PROBLEM —
Up to and including the line with "persistence and sequence", please set down the entries below exactly, starting from the first line.
*** Block opens ***
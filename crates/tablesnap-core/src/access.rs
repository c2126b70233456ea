use crate::entity::EntityDef;
use crate::error::Result;
use crate::record::{AttributeMap, Record};
use crate::selector::Selector;

/// Contract tablesnap needs from the surrounding data-access layer.
///
/// Implementations own query execution, persistence and sequence
/// management. Errors they return are passed through to callers unmodified.
pub trait DataAccess {
    /// Resolve a selector to concrete records.
    fn find(&self, entity: &EntityDef, selector: &Selector) -> Result<Vec<Record>>;

    /// Delete every row of the entity's table, returning how many were removed.
    fn destroy_all(&mut self, entity: &EntityDef) -> Result<usize>;

    /// Persist a record. An explicit `id` is kept; `None` lets the store assign one.
    fn save(&mut self, entity: &EntityDef, record: Record) -> Result<Record>;

    /// Read every row of an arbitrary table without entity mapping.
    fn select_all(&self, table: &str) -> Result<Vec<AttributeMap>>;

    fn supports_sequence_reset(&self) -> bool {
        false
    }

    /// Realign the table's auto-increment sequence with its current rows.
    fn reset_pk_sequence(&mut self, _table: &str) -> Result<()> {
        Ok(())
    }
}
*** Block closes ***
YOUR RESPONSE —
filename crates/tablesnap-core/src/access.rs
repository c2126b70233456ea
use crate::entity::EntityDef;
use crate::error::Result;
use crate::record::{AttributeMap, Record};
use crate::selector::Selector;

/// Contract tablesnap needs from the surrounding data-access layer.
///
/// Implementations own query execution, persistence and sequence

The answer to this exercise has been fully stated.